Ele a tomou nos braços, buscando-lhe os lábios para um beijo ardente. Depois,
muito próximo, murmurou:
– Eu poderia até concordar com você. Mas devo lembrá-la de que se envolveu com
sua prima e sua amiga numa outra aposta, quase tão imperdoável quanto a minha.
Harriet riu, caprichosa.
– É verdade.
– Ah! A propósito, vou querer meu relógio e meu chicote de montaria de volta.
– Por falar nisso, como soube que eu estava com o chicote?
– Eu vi a ponta dele saindo de seu bolso naquela manhã em que foi a minha casa
dizendo que queria cavalgar e em seguida fez toda aquela encenação de estar se sentindo
mal e precisar voltar depressa a Shalham.
– Meu Deus, mas que papel ridículo em fiz naquele dia, não?
– De fato. Eu e Laurence rimos muito quando contei a ele.
– Contou a ele?
– Lógico! Eu tinha de dividir aquela piada com alguém.
– Deus, fui motivo de chacota. No entanto, acho que fiz por merecer. Mas sabe de
uma coisa? Ainda acho que você não devia ter se comprometido numa disputa assim,
arriscando me magoar. Não acha que foi uma atitude maldosa e desprezível a sua?
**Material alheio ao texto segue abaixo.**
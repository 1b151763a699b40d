//! The serialized classifier artifact.
//!
//! A retrain produces a JSON file describing a standardized logistic
//! model: per-numeric mean/std scaling, per-categorical one-hot
//! vocabularies (unknown categories encode to all zeros), a weight vector
//! over the expanded design matrix and an intercept. The `proba` flag
//! records whether the trainer fit calibrated probabilities; without it
//! the artifact only exposes labels.

use std::collections::BTreeMap;
use std::fs;
use std::path::Path;

use serde::{Deserialize, Serialize};

use crate::schema::{self, FieldKind};
use crate::table::Table;

use super::{Classifier, InferenceError, PredictProba};

#[derive(Debug, Clone, Serialize, Deserialize)]
pub struct Scaling {
    pub mean: f64,
    pub std: f64,
}

#[derive(Debug, Clone, Serialize, Deserialize)]
pub struct ModelArtifact {
    /// Fit-time column order; must match the feature schema.
    pub columns: Vec<String>,
    pub numeric: BTreeMap<String, Scaling>,
    pub categories: BTreeMap<String, Vec<String>>,
    pub weights: Vec<f64>,
    pub intercept: f64,
    #[serde(default = "default_proba")]
    pub proba: bool,
}

fn default_proba() -> bool {
    true
}

impl ModelArtifact {
    pub fn load(path: &Path) -> Result<Self, InferenceError> {
        let bytes = fs::read(path)
            .map_err(|e| InferenceError(format!("could not read model artifact: {e}")))?;
        let artifact: ModelArtifact = serde_json::from_slice(&bytes)
            .map_err(|e| InferenceError(format!("malformed model artifact: {e}")))?;
        artifact.validate()?;
        Ok(artifact)
    }

    /// Sanity-check the artifact against the feature schema before use.
    pub fn validate(&self) -> Result<(), InferenceError> {
        let expected = schema::column_names();
        if self.columns != expected {
            return Err(InferenceError(format!(
                "artifact columns do not match the feature schema: {:?}",
                self.columns
            )));
        }
        if self.weights.len() != self.design_width() {
            return Err(InferenceError(format!(
                "artifact has {} weights for a design width of {}",
                self.weights.len(),
                self.design_width()
            )));
        }
        Ok(())
    }

    fn design_width(&self) -> usize {
        schema::SCHEMA
            .iter()
            .map(|f| match f.kind {
                FieldKind::Numeric => 1,
                FieldKind::Categorical => {
                    self.categories.get(f.name).map(Vec::len).unwrap_or(0)
                }
            })
            .sum()
    }

    /// Pass probability for one row of the normalized table.
    fn score_row(&self, table: &Table, row: usize) -> Result<f64, InferenceError> {
        let mut z = self.intercept;
        let mut w = 0usize;

        for field in &schema::SCHEMA {
            let value = table
                .get(row, field.name)
                .ok_or_else(|| InferenceError(format!("missing column {}", field.name)))?;
            match field.kind {
                FieldKind::Numeric => {
                    let x = value.as_num().unwrap_or(0.0);
                    let s = self
                        .numeric
                        .get(field.name)
                        .cloned()
                        .unwrap_or(Scaling { mean: 0.0, std: 1.0 });
                    let std = if s.std.abs() < 1e-12 { 1.0 } else { s.std };
                    z += self.weights[w] * ((x - s.mean) / std);
                    w += 1;
                }
                FieldKind::Categorical => {
                    let text = value.to_text();
                    if let Some(vocab) = self.categories.get(field.name) {
                        for (i, cat) in vocab.iter().enumerate() {
                            if cat == &text {
                                z += self.weights[w + i];
                            }
                        }
                        w += vocab.len();
                    }
                }
            }
        }
        Ok(sigmoid(z))
    }

    fn scores(&self, table: &Table) -> Result<Vec<f64>, InferenceError> {
        (0..table.row_count()).map(|r| self.score_row(table, r)).collect()
    }
}

fn sigmoid(z: f64) -> f64 {
    1.0 / (1.0 + (-z).exp())
}

impl Classifier for ModelArtifact {
    fn predict(&self, table: &Table) -> Result<Vec<i64>, InferenceError> {
        Ok(self
            .scores(table)?
            .into_iter()
            .map(|p| if p >= 0.5 { 1 } else { 0 })
            .collect())
    }

    fn proba(&self) -> Option<&dyn PredictProba> {
        if self.proba {
            Some(self)
        } else {
            None
        }
    }
}

impl PredictProba for ModelArtifact {
    fn predict_proba(&self, table: &Table) -> Result<Vec<Vec<f64>>, InferenceError> {
        Ok(self
            .scores(table)?
            .into_iter()
            .map(|p| vec![1.0 - p, p])
            .collect())
    }
}
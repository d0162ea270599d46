use memex_storage::MemoryKvStore;
use memex_sync::content_store::mock::MemoryContentStore;
use memex_sync::space::mock::{MemorySpace, MemorySpaceTransport};
use memex_sync::{
    backoff_delay, ContentStore, DaemonState, ManualConnectivity, Memex, MemexConfig,
    OperationKind, OperationStatus, Outcome, ProfileSummary, Registry, RegistryEntry,
    ResolutionChoice, SpaceRecord, StaticRecordSource, SyncError,
};
use memex_types::{Cid, MemoryRecord, Timestamp, UserId, Visibility};
use pretty_assertions::assert_eq;
use std::sync::Arc;
use std::time::Duration;

struct Harness {
    memex: Memex,
    kv: Arc<MemoryKvStore>,
    store: Arc<MemoryContentStore>,
    net: Arc<ManualConnectivity>,
    records: Arc<StaticRecordSource>,
}

fn init_tracing() {
    let _ = tracing_subscriber::fmt()
        .with_env_filter(tracing_subscriber::EnvFilter::from_default_env())
        .with_target(false)
        .with_test_writer()
        .try_init();
}

fn harness_with(online: bool, config: MemexConfig) -> Harness {
    init_tracing();
    let kv = Arc::new(MemoryKvStore::new());
    let store = Arc::new(MemoryContentStore::new());
    let net = Arc::new(ManualConnectivity::new(online));
    let records = Arc::new(StaticRecordSource::default());
    let memex = Memex::builder(config, kv.clone(), store.clone(), net.clone())
        .records(records.clone())
        .build()
        .unwrap();
    Harness {
        memex,
        kv,
        store,
        net,
        records,
    }
}

fn harness(online: bool) -> Harness {
    harness_with(online, MemexConfig::default())
}

fn alice() -> UserId {
    UserId::new("alice")
}

fn public_record(id: &str) -> MemoryRecord {
    MemoryRecord::new(id, format!("title {id}"), format!("content {id}"), alice())
        .with_visibility(Visibility::Public)
        .with_content_cid(format!("bafy-{id}"))
}
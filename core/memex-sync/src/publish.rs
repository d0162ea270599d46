//! Publishing the registry to the content store.

use crate::content_store::{with_timeout, ContentStore, PutMetadata};
use crate::error::{SyncError, SyncResult};
use crate::registry::PublishMetadata;
use crate::registry_store::RegistryStore;
use memex_types::{Cid, Timestamp};
use serde::{Deserialize, Serialize};
use std::sync::Arc;
use std::time::Duration;
use tracing::{debug, info, warn};

/// Result of a completed publish.
#[derive(Debug, Clone, PartialEq, Eq, Serialize, Deserialize)]
pub struct PublishReceipt {
    pub cid: Cid,
    pub size: u64,
    pub published_at: Timestamp,
}

/// Serializes the registry and pushes it to the content store.
///
/// The pipeline never retries. Callers that want deferral on connectivity
/// failures go through the offline-aware service methods.
pub struct PublishPipeline {
    registry: Arc<RegistryStore>,
    store: Arc<dyn ContentStore>,
    timeout: Duration,
}

impl PublishPipeline {
    /// Creates a pipeline over a registry store and a content store.
    pub fn new(
        registry: Arc<RegistryStore>,
        store: Arc<dyn ContentStore>,
        timeout: Duration,
    ) -> Self {
        Self {
            registry,
            store,
            timeout,
        }
    }

    /// Publishes the current registry.
    ///
    /// The `updated` timestamp is advanced before serialization, so
    /// publishing an unchanged registry still yields new bytes and a new CID.
    pub async fn publish(&self) -> SyncResult<PublishReceipt> {
        let writer = self.registry.begin().await;
        let mut registry = writer
            .current()
            .ok_or_else(|| SyncError::NotFound("registry not created".into()))?;
        registry.validate()?;
        registry.metadata.updated = registry.metadata.updated.tick();

        let bytes = registry.to_canonical_bytes()?;
        debug!(
            "Publishing registry {} ({} entries, {} bytes)",
            registry.id(),
            registry.metadata.total_entries,
            bytes.len()
        );

        let metadata = PutMetadata {
            name: Some(format!("{}.json", registry.id())),
            content_type: Some("application/json".to_string()),
        };
        let put = match with_timeout(self.timeout, self.store.put(bytes, Some(metadata))).await {
            Ok(put) => put,
            Err(e) => {
                warn!("Registry publish failed: {}", e);
                return Err(e);
            }
        };

        registry.ipfs_metadata = Some(PublishMetadata {
            cid: put.cid.clone(),
            published_at: put.timestamp,
            size: put.size,
        });
        writer.commit(registry)?;

        info!("Published registry as {} ({} bytes)", put.cid, put.size);
        Ok(PublishReceipt {
            cid: put.cid,
            size: put.size,
            published_at: put.timestamp,
        })
    }
}
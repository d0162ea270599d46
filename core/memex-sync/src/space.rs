//! Peer space abstraction.
//!
//! A space is a replicated collection of records shared with a set of peers.
//! The transport that keeps spaces replicated is external; the core only
//! lists joined spaces, queries them, and appends to them.

use crate::error::SyncResult;
use async_trait::async_trait;
use memex_types::{SpaceId, Timestamp, UserId, Visibility};
use serde::{Deserialize, Serialize};
use std::sync::Arc;

/// A record as stored in a space.
#[derive(Debug, Clone, PartialEq, Serialize, Deserialize)]
#[serde(rename_all = "camelCase")]
pub struct SpaceRecord {
    /// Record id, stable across spaces.
    pub id: String,
    pub title: String,
    pub content: String,
    pub timestamp: Timestamp,
    #[serde(default)]
    pub tags: Vec<String>,
    pub author_id: UserId,
    #[serde(default)]
    pub author_name: Option<String>,
    pub visibility: Visibility,
    /// Set on propagated copies: the space holding the authoritative record.
    #[serde(default)]
    pub origin_space_id: Option<SpaceId>,
    /// SHA-256 of title and content, set on propagated copies.
    #[serde(default)]
    pub content_digest: Option<String>,
}

impl SpaceRecord {
    /// Whether this record is a propagated copy rather than the original.
    pub fn is_propagated(&self) -> bool {
        self.origin_space_id.is_some()
    }
}

/// Selects records in a space.
#[derive(Debug, Clone, Default, PartialEq)]
pub struct SpaceFilter {
    /// Only records with this visibility.
    pub visibility: Option<Visibility>,
    /// Only records with one of these ids.
    pub ids: Option<Vec<String>>,
}

impl SpaceFilter {
    /// Matches public records.
    pub fn public() -> Self {
        Self {
            visibility: Some(Visibility::Public),
            ids: None,
        }
    }

    /// Whether `record` passes this filter.
    pub fn matches(&self, record: &SpaceRecord) -> bool {
        if let Some(visibility) = self.visibility {
            if record.visibility != visibility {
                return false;
            }
        }
        if let Some(ids) = &self.ids {
            if !ids.iter().any(|id| id == &record.id) {
                return false;
            }
        }
        true
    }
}

/// Callback invoked for records added to a space after subscribing.
pub type SpaceCallback = Box<dyn Fn(&SpaceRecord) + Send + Sync>;

/// A joined network space.
#[async_trait]
pub trait Space: Send + Sync {
    /// The space's id.
    fn id(&self) -> SpaceId;

    /// Returns records matching `filter`.
    async fn query(&self, filter: SpaceFilter) -> SyncResult<Vec<SpaceRecord>>;

    /// Appends a record.
    async fn add(&self, record: SpaceRecord) -> SyncResult<()>;

    /// Registers a callback for future records matching `filter`.
    async fn subscribe(&self, filter: SpaceFilter, callback: SpaceCallback) -> SyncResult<()>;
}

/// Lists the spaces the local user has joined.
#[async_trait]
pub trait SpaceTransport: Send + Sync {
    /// Returns joined spaces in a stable order.
    async fn list_spaces(&self) -> SyncResult<Vec<Arc<dyn Space>>>;
}

/// In-memory spaces for testing.
pub mod mock {
    use super::*;
    use crate::error::SyncError;
    use std::sync::atomic::{AtomicBool, Ordering};
    use std::sync::Mutex;

    /// A space held in memory.
    pub struct MemorySpace {
        id: SpaceId,
        records: Mutex<Vec<SpaceRecord>>,
        subscribers: Mutex<Vec<(SpaceFilter, SpaceCallback)>>,
        reject_adds: AtomicBool,
    }

    impl MemorySpace {
        /// Creates an empty space.
        pub fn new(id: impl Into<String>) -> Self {
            Self {
                id: SpaceId::new(id),
                records: Mutex::new(Vec::new()),
                subscribers: Mutex::new(Vec::new()),
                reject_adds: AtomicBool::new(false),
            }
        }

        /// Inserts a record directly, bypassing subscribers.
        pub fn seed(&self, record: SpaceRecord) {
            self.records.lock().unwrap().push(record);
        }

        /// Makes `add` fail while `reject` is true.
        pub fn reject_adds(&self, reject: bool) {
            self.reject_adds.store(reject, Ordering::SeqCst);
        }

        /// Snapshot of every record.
        pub fn records(&self) -> Vec<SpaceRecord> {
            self.records.lock().unwrap().clone()
        }
    }

    #[async_trait]
    impl Space for MemorySpace {
        fn id(&self) -> SpaceId {
            self.id.clone()
        }

        async fn query(&self, filter: SpaceFilter) -> SyncResult<Vec<SpaceRecord>> {
            Ok(self
                .records
                .lock()
                .unwrap()
                .iter()
                .filter(|r| filter.matches(r))
                .cloned()
                .collect())
        }

        async fn add(&self, record: SpaceRecord) -> SyncResult<()> {
            if self.reject_adds.load(Ordering::SeqCst) {
                return Err(SyncError::StoreUnavailable(format!(
                    "space {} rejected write",
                    self.id
                )));
            }
            for (filter, callback) in self.subscribers.lock().unwrap().iter() {
                if filter.matches(&record) {
                    callback(&record);
                }
            }
            self.records.lock().unwrap().push(record);
            Ok(())
        }

        async fn subscribe(
            &self,
            filter: SpaceFilter,
            callback: SpaceCallback,
        ) -> SyncResult<()> {
            self.subscribers.lock().unwrap().push((filter, callback));
            Ok(())
        }
    }

    /// A fixed list of in-memory spaces.
    #[derive(Default)]
    pub struct MemorySpaceTransport {
        spaces: Mutex<Vec<Arc<MemorySpace>>>,
    }

    impl MemorySpaceTransport {
        /// Creates a transport with no spaces.
        pub fn new() -> Self {
            Self::default()
        }

        /// Joins a space, appending it to the list.
        pub fn join(&self, space: Arc<MemorySpace>) {
            self.spaces.lock().unwrap().push(space);
        }
    }

    #[async_trait]
    impl SpaceTransport for MemorySpaceTransport {
        async fn list_spaces(&self) -> SyncResult<Vec<Arc<dyn Space>>> {
            Ok(self
                .spaces
                .lock()
                .unwrap()
                .iter()
                .map(|s| s.clone() as Arc<dyn Space>)
                .collect())
        }
    }
}
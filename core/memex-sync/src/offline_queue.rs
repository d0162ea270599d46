//! Durable queue of operations deferred by connectivity failures.
//!
//! Three intent kinds are kept, each keyed by its natural id so that
//! re-queuing the same intent is a no-op:
//!
//! - at most one registry publish
//! - subscription syncs keyed by subscription id
//! - subscription adds keyed by registry CID
//!
//! Draining runs publishes first (peers may be waiting for a fresh CID),
//! then syncs, then adds. A failed item keeps its place until it has used up
//! its attempts.

use crate::error::{SyncError, SyncResult};
use crate::subscription::{OperationKind, OperationStatus, SyncOperation};
use async_trait::async_trait;
use memex_storage::{keys, KeyValueStore, KeyValueStoreExt};
use memex_types::{Cid, OperationId, SubscriptionId};
use serde::{Deserialize, Serialize};
use std::collections::HashMap;
use std::sync::{Arc, Mutex, MutexGuard};
use tracing::{debug, info, warn};

/// Runs the real operation behind a queued intent.
#[async_trait]
pub trait QueueExecutor: Send + Sync {
    /// Publishes the local registry.
    async fn execute_publish(&self) -> SyncResult<()>;

    /// Syncs one subscription.
    async fn execute_sync(&self, id: SubscriptionId) -> SyncResult<()>;

    /// Subscribes to the registry at `cid`.
    async fn execute_add(&self, cid: Cid, auto_sync: bool) -> SyncResult<()>;
}

/// Outcome of one drain.
#[derive(Debug, Clone, Default, PartialEq, Eq, Serialize, Deserialize)]
pub struct QueueReport {
    /// Items that succeeded and were removed.
    pub processed: usize,
    /// Items that failed this round, whether kept for retry or dropped.
    pub failed: usize,
    /// One message per failure, or the reason nothing ran.
    pub errors: Vec<String>,
}

impl QueueReport {
    fn skipped(reason: String) -> Self {
        Self {
            processed: 0,
            failed: 0,
            errors: vec![reason],
        }
    }
}

#[derive(Debug, Clone, PartialEq, Serialize, Deserialize)]
#[serde(rename_all = "camelCase")]
struct QueuedSync {
    subscription_id: SubscriptionId,
    operation: SyncOperation,
}

#[derive(Debug, Clone, PartialEq, Serialize, Deserialize)]
#[serde(rename_all = "camelCase")]
struct QueuedAdd {
    cid: Cid,
    auto_sync: bool,
    operation: SyncOperation,
}

#[derive(Debug, Default, Serialize, Deserialize)]
#[serde(rename_all = "camelCase")]
struct PersistedQueue {
    publish: Option<SyncOperation>,
    syncs: Vec<QueuedSync>,
    adds: Vec<QueuedAdd>,
}

#[derive(Debug, Default, Clone)]
struct QueueState {
    publish: Option<SyncOperation>,
    syncs: HashMap<SubscriptionId, QueuedSync>,
    adds: HashMap<Cid, QueuedAdd>,
}

impl QueueState {
    fn len(&self) -> usize {
        usize::from(self.publish.is_some()) + self.syncs.len() + self.adds.len()
    }

    fn to_persisted(&self) -> PersistedQueue {
        let mut syncs: Vec<QueuedSync> = self.syncs.values().cloned().collect();
        syncs.sort_by_key(|s| (s.operation.created_at, s.operation.id));
        let mut adds: Vec<QueuedAdd> = self.adds.values().cloned().collect();
        adds.sort_by_key(|a| (a.operation.created_at, a.operation.id));
        PersistedQueue {
            publish: self.publish.clone(),
            syncs,
            adds,
        }
    }

    fn from_persisted(persisted: PersistedQueue) -> Self {
        Self {
            publish: persisted.publish,
            syncs: persisted
                .syncs
                .into_iter()
                .map(|s| (s.subscription_id, s))
                .collect(),
            adds: persisted.adds.into_iter().map(|a| (a.cid.clone(), a)).collect(),
        }
    }

    fn operation_mut(&mut self, item: &WorkItem) -> Option<&mut SyncOperation> {
        match item {
            WorkItem::Publish { .. } => self.publish.as_mut(),
            WorkItem::Sync { id, .. } => self.syncs.get_mut(id).map(|s| &mut s.operation),
            WorkItem::Add { cid, .. } => self.adds.get_mut(cid).map(|a| &mut a.operation),
        }
    }

    fn remove(&mut self, item: &WorkItem) {
        match item {
            WorkItem::Publish { .. } => self.publish = None,
            WorkItem::Sync { id, .. } => {
                self.syncs.remove(id);
            }
            WorkItem::Add { cid, .. } => {
                self.adds.remove(cid);
            }
        }
    }
}

enum WorkItem {
    Publish { op: OperationId },
    Sync { id: SubscriptionId, op: OperationId },
    Add { cid: Cid, auto_sync: bool, op: OperationId },
}

impl WorkItem {
    fn operation_id(&self) -> OperationId {
        match self {
            WorkItem::Publish { op } | WorkItem::Sync { op, .. } | WorkItem::Add { op, .. } => *op,
        }
    }

    fn describe(&self) -> String {
        match self {
            WorkItem::Publish { .. } => "publish registry".to_string(),
            WorkItem::Sync { id, .. } => format!("sync subscription {id}"),
            WorkItem::Add { cid, .. } => format!("add subscription {cid}"),
        }
    }
}

/// The offline operation queue.
pub struct OfflineQueue {
    kv: Arc<dyn KeyValueStore>,
    max_retries: u32,
    state: Mutex<QueueState>,
    drain: tokio::sync::Mutex<()>,
}

impl OfflineQueue {
    /// Opens the queue, loading persisted intents.
    pub fn open(kv: Arc<dyn KeyValueStore>, max_retries: u32) -> SyncResult<Self> {
        let persisted: PersistedQueue = kv.load(keys::OFFLINE_QUEUE)?.unwrap_or_default();
        let state = QueueState::from_persisted(persisted);
        if state.len() > 0 {
            info!("Loaded {} queued operations", state.len());
        }
        Ok(Self {
            kv,
            max_retries: max_retries.max(1),
            state: Mutex::new(state),
            drain: tokio::sync::Mutex::new(()),
        })
    }

    /// Queues a registry publish. Returns false if one is already queued.
    pub fn enqueue_publish(&self) -> SyncResult<bool> {
        self.mutate(|state| {
            if state.publish.is_some() {
                return false;
            }
            state.publish = Some(SyncOperation::new(OperationKind::PublishRegistry, "registry"));
            true
        })
    }

    /// Queues a subscription sync. Returns false if one is already queued
    /// for `id`.
    pub fn enqueue_sync(&self, id: SubscriptionId) -> SyncResult<bool> {
        self.mutate(|state| {
            if state.syncs.contains_key(&id) {
                return false;
            }
            state.syncs.insert(
                id,
                QueuedSync {
                    subscription_id: id,
                    operation: SyncOperation::new(OperationKind::SyncSubscription, id.to_string()),
                },
            );
            true
        })
    }

    /// Queues a subscription add. Returns false if one is already queued
    /// for `cid`.
    pub fn enqueue_add(&self, cid: Cid, auto_sync: bool) -> SyncResult<bool> {
        self.mutate(|state| {
            if state.adds.contains_key(&cid) {
                return false;
            }
            let operation = SyncOperation::new(OperationKind::AddSubscription, cid.to_string());
            state.adds.insert(
                cid.clone(),
                QueuedAdd {
                    cid,
                    auto_sync,
                    operation,
                },
            );
            true
        })
    }

    /// Drops a queued sync, e.g. after the subscription was removed.
    pub fn remove_sync(&self, id: SubscriptionId) -> SyncResult<bool> {
        self.mutate(|state| state.syncs.remove(&id).is_some())
    }

    /// Drops every queued intent.
    pub fn clear(&self) -> SyncResult<()> {
        self.mutate(|state| {
            *state = QueueState::default();
        })
    }

    /// Number of queued intents.
    pub fn depth(&self) -> usize {
        self.state.lock().map(|s| s.len()).unwrap_or(0)
    }

    /// Queued operations in processing order.
    pub fn pending(&self) -> Vec<SyncOperation> {
        let Ok(state) = self.state.lock() else {
            return Vec::new();
        };
        let persisted = state.to_persisted();
        persisted
            .publish
            .into_iter()
            .chain(persisted.syncs.into_iter().map(|s| s.operation))
            .chain(persisted.adds.into_iter().map(|a| a.operation))
            .collect()
    }

    /// Whether a publish intent is queued.
    pub fn has_publish(&self) -> bool {
        self.state.lock().map(|s| s.publish.is_some()).unwrap_or(false)
    }

    /// Whether an add intent is queued for `cid`.
    pub fn has_add(&self, cid: &Cid) -> bool {
        self.state
            .lock()
            .map(|s| s.adds.contains_key(cid))
            .unwrap_or(false)
    }

    /// Drains the queue through `executor`.
    ///
    /// `gate` is the result of the connectivity check. If it failed, nothing
    /// is touched and the report carries the reason. Only one drain runs at
    /// a time; enqueueing stays possible while a drain is in progress.
    pub async fn process(&self, executor: &dyn QueueExecutor, gate: SyncResult<()>) -> QueueReport {
        if let Err(e) = gate {
            debug!("Skipping queue drain: {}", e.reason());
            return QueueReport::skipped(e.reason());
        }

        let _drain = self.drain.lock().await;
        let work = match self.work_items() {
            Ok(work) => work,
            Err(e) => return QueueReport::skipped(e.reason()),
        };
        if work.is_empty() {
            return QueueReport::default();
        }
        info!("Draining {} queued operations", work.len());

        let mut report = QueueReport::default();
        for item in work {
            let started = self.mutate(|state| {
                if let Some(op) = state.operation_mut(&item) {
                    op.status = OperationStatus::Syncing;
                }
            });
            if let Err(e) = started {
                warn!("Failed to persist queue state: {}", e);
            }

            let result = match &item {
                WorkItem::Publish { .. } => executor.execute_publish().await,
                WorkItem::Sync { id, .. } => executor.execute_sync(*id).await,
                WorkItem::Add { cid, auto_sync, .. } => {
                    executor.execute_add(cid.clone(), *auto_sync).await
                }
            };

            match result {
                Ok(()) => {
                    debug!("Queued {} succeeded", item.describe());
                    report.processed += 1;
                    if let Err(e) = self.mutate(|state| state.remove(&item)) {
                        warn!("Failed to persist queue state: {}", e);
                    }
                }
                Err(err) => {
                    report.failed += 1;
                    let message = self.record_failure(&item, &err);
                    report.errors.push(message);
                }
            }
        }

        info!(
            "Queue drain finished: {} processed, {} failed, {} remaining",
            report.processed,
            report.failed,
            self.depth()
        );
        report
    }

    /// Bumps the retry count of a failed item, dropping it when it is out of
    /// attempts or the error is permanent. Returns the report message.
    fn record_failure(&self, item: &WorkItem, err: &SyncError) -> String {
        let max_retries = self.max_retries;
        let outcome = self.mutate(|state| {
            let Some(op) = state.operation_mut(item) else {
                return true;
            };
            if op.id != item.operation_id() {
                return false;
            }
            op.retry_count += 1;
            op.last_error = Some(err.to_string());
            op.status = OperationStatus::Failed;
            let drop_it = !err.is_retryable() || op.retry_count >= max_retries;
            if drop_it {
                state.remove(item);
            } else {
                op.status = OperationStatus::Pending;
            }
            drop_it
        });

        match outcome {
            Ok(true) => {
                warn!("Dropping queued {}: {}", item.describe(), err);
                format!("{}: {} (dropped)", item.describe(), err)
            }
            Ok(false) => {
                debug!("Queued {} failed, will retry: {}", item.describe(), err);
                format!("{}: {}", item.describe(), err)
            }
            Err(e) => {
                warn!("Failed to persist queue state: {}", e);
                format!("{}: {}", item.describe(), err)
            }
        }
    }

    fn work_items(&self) -> SyncResult<Vec<WorkItem>> {
        let state = self.lock_state()?;
        let persisted = state.to_persisted();
        let mut work = Vec::with_capacity(state.len());
        if let Some(op) = persisted.publish {
            work.push(WorkItem::Publish { op: op.id });
        }
        work.extend(persisted.syncs.into_iter().map(|s| WorkItem::Sync {
            id: s.subscription_id,
            op: s.operation.id,
        }));
        work.extend(persisted.adds.into_iter().map(|a| WorkItem::Add {
            cid: a.cid,
            auto_sync: a.auto_sync,
            op: a.operation.id,
        }));
        Ok(work)
    }

    fn lock_state(&self) -> SyncResult<MutexGuard<'_, QueueState>> {
        self.state
            .lock()
            .map_err(|_| SyncError::PersistenceFailure("queue lock poisoned".into()))
    }

    /// Applies `edit` and persists the result. On a failed write the
    /// in-memory queue is restored.
    fn mutate<T>(&self, edit: impl FnOnce(&mut QueueState) -> T) -> SyncResult<T> {
        let mut state = self.lock_state()?;
        let previous = state.clone();
        let out = edit(&mut state);
        if let Err(e) = self.kv.save(keys::OFFLINE_QUEUE, &state.to_persisted()) {
            *state = previous;
            return Err(SyncError::PersistenceFailure(e.to_string()));
        }
        Ok(out)
    }
}
//! Error types for the storage layer.

use thiserror::Error;

/// Result type for storage operations.
pub type StorageResult<T> = Result<T, StorageError>;

/// Errors that can occur in storage operations.
#[derive(Debug, Error)]
pub enum StorageError {
    /// Database error from SQLite.
    #[error("database error: {0}")]
    Database(#[from] rusqlite::Error),

    /// Serialization/deserialization error.
    #[error("serialization error: {0}")]
    Serialization(#[from] serde_json::Error),

    /// IO error (file system).
    #[error("IO error: {0}")]
    Io(#[from] std::io::Error),

    /// The backing store refused the operation.
    #[error("storage unavailable: {0}")]
    Unavailable(String),
}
– Talvez, mas nem preciso lembrá-la de que foram justo as duas apostas, ridículas
ou não, desprezíveis ou não, a minha e a sua, que nos fizeram ficar juntos outra vez.
– Tem razão. Prometo nunca mais reclamar delas, então.
Daniel tornou a beijá-la, com aquela paixão voraz que a deixava fraca, entregue.
Harriet permitiu-se ser levada mais uma vez para o mundo de magia e encantamento que
só ele sabia provocar em seu corpo e em sua alma. Não poderia ser mais feliz.
Não poderia haver outro homem em sua vida. Amava Daniel com loucura, como
amara sete anos antes, e como amaria pelo resto de sua vida.